By: Jennifer Rogers
Wikipedia writes, “The American Dream is a national ethos of the United States, the set of ideals (Democracy, Rights, Liberty, Opportunity, and Equality) in which freedom includes the opportunity for prosperity and success, and an upward social mobility for the family and children, achieved through hard work in a society with few barriers. In the definition of the American Dream by James Truslow Adams in 1931, “life should be better and richer and fuller for everyone, with opportunity for each according to ability or achievement” regardless of social class or circumstances of birth.”
American Dream, the Ideal
Sadly, I think the term “American Dream” has faded and has become a mockery for politicians using the term to fight political wars on immigration. But, I choose to believe it is an ideal, not a political platform, and this ideal of hard work and the freedom to have opportunities and succeed no matter where you come from is one I saw first-hand the day I met 4-year-old Israel.
Opportunity for ALL
I first saw Israel’s enchanting smile on Facebook in a video showing off his new custom wheelchair donated by Advocates for Individuals with Disabilities Foundation “AID.org”. If you know his story, you would know that Israel had never been mobile. He spent his life caged in a crib in Bulgaria, outcast because he was considered cursed by God because he had a disability.

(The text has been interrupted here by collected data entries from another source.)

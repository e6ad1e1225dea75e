//! Filtering, grouping, statistics and chart data over canonical tables.

pub mod charts;
mod filter;
mod group;
mod stats;

pub use charts::{LeapHistogram, LeapPoint, leap_code_series, leap_histogram, reason_counts};
pub use filter::{LeapFilter, mean_year};
pub use group::{GroupKey, GroupSummary, ReasonEncoding, YearGroup, group_by, reason_codes};
pub use stats::{
    NumericSummary, TableProfile, drop_duplicates, drop_missing, missing_counts,
    numeric_summaries, profile,
};
//! Leapline CLI - leap year classification over tabular data.

mod cli;
mod commands;
mod logging;

use clap::Parser;
use cli::{Cli, Commands};
use logging::LogConfig;

fn main() {
    let cli = Cli::parse();

    let log_config = LogConfig::from_verbosity(cli.verbose).with_format(cli.log_format);
    if let Err(e) = logging::init_logging(&log_config) {
        eprintln!("Warning: failed to initialize logging: {}", e);
    }

    let result = match cli.command {
        Commands::Sample { start, end, output } => commands::sample::run(start, end, output),

        Commands::Normalize { source, output } => commands::normalize::run(source, output),

        Commands::Filter {
            source,
            mode,
            year,
            limit,
            tail,
            drop_missing,
            drop_duplicates,
            output,
        } => commands::filter::run(
            source,
            mode,
            year,
            commands::filter::RowWindow { limit, tail },
            commands::filter::Cleaning {
                drop_missing,
                drop_duplicates,
            },
            output,
        ),

        Commands::Group { source, by, json } => commands::group::run(source, by, json),

        Commands::Summary { source, json } => commands::summary::run(source, json),

        Commands::Check { year } => commands::check::run(year),
    };

    if let Err(e) = result {
        eprintln!("Error: {}", e);
        std::process::exit(1);
    }
}
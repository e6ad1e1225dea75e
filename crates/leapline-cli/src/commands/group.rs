//! Group command - aggregate leap years by reason or year group.

use colored::Colorize;
use leapline::analysis::{GroupKey, GroupSummary, group_by};
use serde::Serialize;

use crate::cli::SourceArgs;

use super::{describe_origin, load_input};

#[derive(Serialize)]
struct GroupReport<'a> {
    source: String,
    key: GroupKey,
    groups: &'a [GroupSummary],
}

pub fn run(
    source: SourceArgs,
    by: GroupKey,
    json_output: bool,
) -> Result<(), Box<dyn std::error::Error>> {
    let loaded = load_input(&source)?;
    let groups = group_by(&loaded.table, by);

    if json_output {
        let report = GroupReport {
            source: describe_origin(&loaded.origin),
            key: by,
            groups: &groups,
        };
        println!("{}", serde_json::to_string_pretty(&report)?);
        return Ok(());
    }

    println!(
        "{} {} {}",
        "Grouped by".cyan().bold(),
        by.to_string().white().bold(),
        format!("({})", describe_origin(&loaded.origin)).dimmed()
    );
    println!();

    if groups.is_empty() {
        println!("{}", "No rows to group.".yellow());
        return Ok(());
    }

    let width = groups.iter().map(|g| g.key.chars().count()).max().unwrap_or(0);
    println!(
        "  {:<width$}  {:>6}  {:>6}  {:>6}  {}",
        "Group",
        "Years",
        "Leap",
        "Ratio",
        "Span",
        width = width
    );

    for group in &groups {
        let span = match (group.earliest_year, group.latest_year) {
            (Some(a), Some(b)) => format!("{}-{}", a, b),
            _ => "-".to_string(),
        };
        let padding = width.saturating_sub(group.key.chars().count());
        println!(
            "  {}{}  {:>6}  {:>6}  {:>5.1}%  {}",
            group.key.white(),
            " ".repeat(padding),
            group.total_years,
            group.total_leap_years.to_string().green(),
            group.leap_year_ratio * 100.0,
            span.dimmed()
        );
    }

    Ok(())
}
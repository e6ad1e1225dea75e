//! Sample command - generate the built-in year table.

use leapline::SampleRange;

use crate::cli::OutputArgs;

use super::emit_table;

pub fn run(start: i64, end: i64, output: OutputArgs) -> Result<(), Box<dyn std::error::Error>> {
    let range = SampleRange::new(start, end);
    range.validate()?;

    let table = range.generate();
    emit_table(&table, &output)
}
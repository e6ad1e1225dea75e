//! Check command - classify a single year.

use colored::Colorize;
use leapline::check_year;

pub fn run(year: i64) -> Result<(), Box<dyn std::error::Error>> {
    let verdict = check_year(year);

    if verdict.is_leap {
        println!("{} {}", "✓".green().bold(), verdict.to_string().green());
    } else {
        println!("{} {}", "✗".red().bold(), verdict.to_string().red());
    }

    Ok(())
}
//! Error types for the Leapline library.

use std::path::PathBuf;
use thiserror::Error;

/// Main error type for Leapline operations.
#[derive(Debug, Error)]
pub enum LeaplineError {
    /// Error reading or writing a file.
    #[error("IO error for '{path}': {source}")]
    Io {
        path: PathBuf,
        #[source]
        source: std::io::Error,
    },

    /// Error from the CSV library.
    #[error("CSV error: {0}")]
    Csv(#[from] csv::Error),

    /// JSON serialization/deserialization error.
    #[error("JSON error: {0}")]
    Json(#[from] serde_json::Error),

    /// Invalid delimiter detected or specified.
    #[error("Invalid delimiter: {0}")]
    InvalidDelimiter(String),

    /// Empty file or no data to load.
    #[error("Empty data: {0}")]
    EmptyData(String),

    /// No column could be identified as the year column.
    #[error(
        "No 'Year' column found in the dataset (columns: {}). \
         Please ensure the data has a 'Year' column.",
        format_columns(.columns)
    )]
    Schema { columns: Vec<String> },

    /// A caller-supplied Leap_Reason contradicts the row's leap flag.
    ///
    /// Only raised under [`ReasonPolicy::Strict`](crate::ReasonPolicy::Strict).
    #[error("Row {row}: Leap_Reason '{reason}' disagrees with Is_Leap_Year = {is_leap}")]
    InconsistentReason {
        row: usize,
        reason: String,
        is_leap: bool,
    },

    /// Configuration error.
    #[error("Configuration error: {0}")]
    Config(String),
}

fn format_columns(columns: &[String]) -> String {
    if columns.is_empty() {
        "none".to_string()
    } else {
        columns.join(", ")
    }
}

impl LeaplineError {
    /// Whether this is the fatal "no year column" schema failure.
    pub fn is_schema_error(&self) -> bool {
        matches!(self, LeaplineError::Schema { .. })
    }
}

/// Result type alias for Leapline operations.
pub type Result<T> = std::result::Result<T, LeaplineError>;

Israel’s new family, the Gagnon’s, raised $34,000 to bring him home to Camp Verde, Arizona. Israel was in the states for three months learning his new family, practicing English and army crawling to get to where he needed to be.
Achieved through hard work
Israel is fighting every minute to shed the abusive life style he was raised in for the last 4 years. His mother told us he gets overwhelmed and has to wear headphones to take a break. He was never taught to speak, but just 3 months being in the states, he will repeat every word you say and push to learn more.
He received his gifted special wheelchair and instantly learned to go forward, backward, and even knows a couple tricks. When he wakes up in the morning, his first word is “chair.”
The custom orange specialized wheelchair AID.org provided Israel is a symbol of his new found freedom. He is no longer in a cage, but surround by a loving family. He is no longer confined indoors as a prisoner. Now, he can get into his chair, he can move forward, backward or even in circles.
His new chair gave him the mobility to make his first trip to the Phoenix Zoo. That’s where I met Israel.
He had never been to a zoo, and had never seen any animals other than the family cats. The first animal Israel got to see was the buzzard. I choked up looking at Israel who didn’t blink. What an amazing image to witness someone’s first experience. I will never forget that look of wonder in his eyes.
With few barriers
After our trip to the zoo, I kept thinking about Israel, and what a flirt he was, and how he mesmerized everyone around him with his presence. I thought about being an American, and how lucky we are that our country has families like the Gagnons, and organizations like AID.org. Mostly, I thought about Israel and being in his shoes. I kept thinking, he has been in our country for three months and has experienced unconditional love from his family. He has experienced the value of having a family and having someone to take care of you. And at 4 years old, he experienced an American dream. He got the gift of freedom; he is free to be mobile in his new chair, he is free to be loved, and most of all, he is free of the abusive life he left behind.
I am so grateful to be an American, but when I think about true freedom, I have to ask, are we doing enough for our children (and adults) that live with disabilities? Will Israel truly be welcome in the businesses he wants to visit? Will he be treated fairly in a job interview? And will he get the same opportunities and experiences here in America as all of the other children. Statistics tell us our answer – No.
Israel gives me strength to help bring awareness that while we are Americans, we are not all treated equal. I want to read this story in 5 years and know Israel was the start of something big, something widespread, that WE all made a difference because our children will have the opportunity to be whatever they can be under the ideal of the American Dream.